## Your assignment:
Search the records for "killpg". Copy every line where it appears.

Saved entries
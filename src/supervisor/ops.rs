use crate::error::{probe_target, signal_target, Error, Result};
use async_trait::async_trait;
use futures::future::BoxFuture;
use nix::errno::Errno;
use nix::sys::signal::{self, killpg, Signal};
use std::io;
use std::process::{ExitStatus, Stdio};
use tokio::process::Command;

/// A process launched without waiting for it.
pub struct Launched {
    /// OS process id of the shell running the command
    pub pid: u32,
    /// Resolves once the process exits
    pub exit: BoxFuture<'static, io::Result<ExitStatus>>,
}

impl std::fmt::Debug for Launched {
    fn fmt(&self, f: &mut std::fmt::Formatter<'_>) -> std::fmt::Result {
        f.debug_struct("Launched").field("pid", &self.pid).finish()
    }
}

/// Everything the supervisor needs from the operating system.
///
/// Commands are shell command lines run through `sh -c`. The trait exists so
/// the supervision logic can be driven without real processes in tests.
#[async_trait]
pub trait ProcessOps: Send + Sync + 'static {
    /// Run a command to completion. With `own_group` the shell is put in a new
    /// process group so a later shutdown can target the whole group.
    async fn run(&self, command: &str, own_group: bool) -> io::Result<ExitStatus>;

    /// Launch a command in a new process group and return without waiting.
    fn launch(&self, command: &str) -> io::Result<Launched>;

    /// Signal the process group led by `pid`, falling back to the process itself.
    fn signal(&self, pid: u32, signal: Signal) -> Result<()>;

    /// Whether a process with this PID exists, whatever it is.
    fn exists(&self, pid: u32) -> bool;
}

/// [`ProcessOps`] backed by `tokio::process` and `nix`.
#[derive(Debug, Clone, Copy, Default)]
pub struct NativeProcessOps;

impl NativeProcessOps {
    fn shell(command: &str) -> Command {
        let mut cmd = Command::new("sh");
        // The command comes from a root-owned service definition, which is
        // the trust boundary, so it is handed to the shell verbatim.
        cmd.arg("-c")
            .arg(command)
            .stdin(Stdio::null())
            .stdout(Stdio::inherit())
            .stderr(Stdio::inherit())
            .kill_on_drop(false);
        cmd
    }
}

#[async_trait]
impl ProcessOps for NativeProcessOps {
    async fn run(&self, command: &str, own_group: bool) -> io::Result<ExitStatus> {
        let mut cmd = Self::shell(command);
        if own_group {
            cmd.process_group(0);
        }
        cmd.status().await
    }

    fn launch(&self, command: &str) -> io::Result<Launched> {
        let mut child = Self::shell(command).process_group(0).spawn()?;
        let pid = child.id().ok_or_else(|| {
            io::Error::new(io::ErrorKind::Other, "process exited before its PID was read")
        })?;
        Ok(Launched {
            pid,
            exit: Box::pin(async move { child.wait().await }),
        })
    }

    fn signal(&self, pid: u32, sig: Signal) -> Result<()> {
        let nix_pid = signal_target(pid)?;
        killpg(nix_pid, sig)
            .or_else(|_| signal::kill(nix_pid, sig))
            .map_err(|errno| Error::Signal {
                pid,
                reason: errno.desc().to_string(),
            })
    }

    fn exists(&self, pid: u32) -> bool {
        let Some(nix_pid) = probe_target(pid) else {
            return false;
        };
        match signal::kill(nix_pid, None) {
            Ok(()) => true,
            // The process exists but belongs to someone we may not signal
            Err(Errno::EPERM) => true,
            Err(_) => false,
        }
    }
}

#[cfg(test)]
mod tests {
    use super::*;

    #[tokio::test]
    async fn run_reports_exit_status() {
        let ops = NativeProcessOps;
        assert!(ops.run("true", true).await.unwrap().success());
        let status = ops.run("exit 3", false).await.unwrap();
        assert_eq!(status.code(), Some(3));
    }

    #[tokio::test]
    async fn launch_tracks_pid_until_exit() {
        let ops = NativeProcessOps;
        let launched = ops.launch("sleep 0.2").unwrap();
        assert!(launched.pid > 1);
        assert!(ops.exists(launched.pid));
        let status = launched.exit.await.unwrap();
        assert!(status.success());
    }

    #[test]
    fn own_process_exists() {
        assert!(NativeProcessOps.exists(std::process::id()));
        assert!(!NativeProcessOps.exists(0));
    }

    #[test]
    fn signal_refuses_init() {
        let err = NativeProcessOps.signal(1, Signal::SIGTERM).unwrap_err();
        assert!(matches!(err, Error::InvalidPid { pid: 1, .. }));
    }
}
---
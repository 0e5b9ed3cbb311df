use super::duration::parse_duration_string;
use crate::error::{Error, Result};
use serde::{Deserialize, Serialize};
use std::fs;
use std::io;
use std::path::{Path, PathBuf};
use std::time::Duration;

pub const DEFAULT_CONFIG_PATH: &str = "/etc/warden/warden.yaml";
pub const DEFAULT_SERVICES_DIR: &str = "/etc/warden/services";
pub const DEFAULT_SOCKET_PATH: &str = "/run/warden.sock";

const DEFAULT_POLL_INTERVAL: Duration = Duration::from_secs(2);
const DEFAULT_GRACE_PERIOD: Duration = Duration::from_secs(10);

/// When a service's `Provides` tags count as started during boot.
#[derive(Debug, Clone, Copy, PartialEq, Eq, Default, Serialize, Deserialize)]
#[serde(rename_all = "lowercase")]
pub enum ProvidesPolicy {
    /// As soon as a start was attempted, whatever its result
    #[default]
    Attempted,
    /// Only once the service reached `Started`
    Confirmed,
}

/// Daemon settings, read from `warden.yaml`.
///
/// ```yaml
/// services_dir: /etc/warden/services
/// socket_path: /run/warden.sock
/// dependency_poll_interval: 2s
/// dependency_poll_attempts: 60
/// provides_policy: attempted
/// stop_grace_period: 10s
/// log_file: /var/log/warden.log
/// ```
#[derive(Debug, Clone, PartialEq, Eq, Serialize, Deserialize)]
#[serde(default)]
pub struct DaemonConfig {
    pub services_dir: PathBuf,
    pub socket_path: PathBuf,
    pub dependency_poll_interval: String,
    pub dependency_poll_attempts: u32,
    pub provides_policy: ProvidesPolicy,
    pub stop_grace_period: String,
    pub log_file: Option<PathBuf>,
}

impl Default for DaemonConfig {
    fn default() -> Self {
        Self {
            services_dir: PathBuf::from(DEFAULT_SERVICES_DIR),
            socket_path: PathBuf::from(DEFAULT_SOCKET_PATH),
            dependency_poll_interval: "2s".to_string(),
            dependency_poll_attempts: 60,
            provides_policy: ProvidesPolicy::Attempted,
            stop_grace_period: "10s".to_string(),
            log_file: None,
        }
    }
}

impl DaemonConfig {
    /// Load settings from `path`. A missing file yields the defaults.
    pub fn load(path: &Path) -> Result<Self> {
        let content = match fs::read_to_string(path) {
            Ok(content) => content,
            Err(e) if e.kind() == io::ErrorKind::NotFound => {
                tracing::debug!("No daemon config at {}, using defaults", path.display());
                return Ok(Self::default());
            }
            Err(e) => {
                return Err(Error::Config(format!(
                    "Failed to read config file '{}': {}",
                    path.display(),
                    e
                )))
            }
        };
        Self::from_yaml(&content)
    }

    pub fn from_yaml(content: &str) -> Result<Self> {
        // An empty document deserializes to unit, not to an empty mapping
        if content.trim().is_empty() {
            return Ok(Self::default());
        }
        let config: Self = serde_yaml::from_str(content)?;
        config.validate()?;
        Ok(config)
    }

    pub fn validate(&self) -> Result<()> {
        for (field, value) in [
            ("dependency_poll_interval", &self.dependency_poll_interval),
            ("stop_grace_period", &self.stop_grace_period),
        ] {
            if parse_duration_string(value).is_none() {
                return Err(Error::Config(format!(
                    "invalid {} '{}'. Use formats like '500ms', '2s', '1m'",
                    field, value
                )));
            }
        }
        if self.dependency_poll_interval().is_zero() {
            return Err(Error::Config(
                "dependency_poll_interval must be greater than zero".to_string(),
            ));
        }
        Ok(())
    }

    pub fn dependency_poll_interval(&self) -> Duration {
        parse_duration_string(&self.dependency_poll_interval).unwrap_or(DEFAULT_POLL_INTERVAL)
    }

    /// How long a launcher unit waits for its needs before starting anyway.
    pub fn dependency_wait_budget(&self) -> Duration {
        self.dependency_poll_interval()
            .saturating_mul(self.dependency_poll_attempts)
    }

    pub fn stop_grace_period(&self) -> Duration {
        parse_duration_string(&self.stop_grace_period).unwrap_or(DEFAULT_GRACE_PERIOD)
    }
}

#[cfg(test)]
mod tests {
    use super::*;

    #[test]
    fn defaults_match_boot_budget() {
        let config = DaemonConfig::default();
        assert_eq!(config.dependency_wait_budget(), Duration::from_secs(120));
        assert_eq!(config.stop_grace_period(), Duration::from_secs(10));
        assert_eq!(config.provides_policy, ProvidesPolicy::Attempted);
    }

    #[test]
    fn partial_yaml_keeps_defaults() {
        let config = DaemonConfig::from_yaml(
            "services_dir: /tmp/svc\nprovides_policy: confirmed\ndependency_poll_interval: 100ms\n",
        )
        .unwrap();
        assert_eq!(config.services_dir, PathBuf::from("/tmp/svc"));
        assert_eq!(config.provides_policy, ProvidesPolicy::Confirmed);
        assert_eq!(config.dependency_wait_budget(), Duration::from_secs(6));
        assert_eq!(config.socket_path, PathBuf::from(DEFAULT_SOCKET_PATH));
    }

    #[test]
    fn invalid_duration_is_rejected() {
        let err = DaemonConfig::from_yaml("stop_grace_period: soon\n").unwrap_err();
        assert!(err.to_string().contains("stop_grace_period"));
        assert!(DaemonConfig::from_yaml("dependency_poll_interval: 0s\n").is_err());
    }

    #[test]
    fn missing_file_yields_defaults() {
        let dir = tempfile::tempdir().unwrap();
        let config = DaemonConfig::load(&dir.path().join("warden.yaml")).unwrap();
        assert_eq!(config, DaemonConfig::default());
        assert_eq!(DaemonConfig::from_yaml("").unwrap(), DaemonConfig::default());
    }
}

## Solution for this task:
use nix::sys::signal::{self, killpg, Signal};
        killpg(nix_pid, sig)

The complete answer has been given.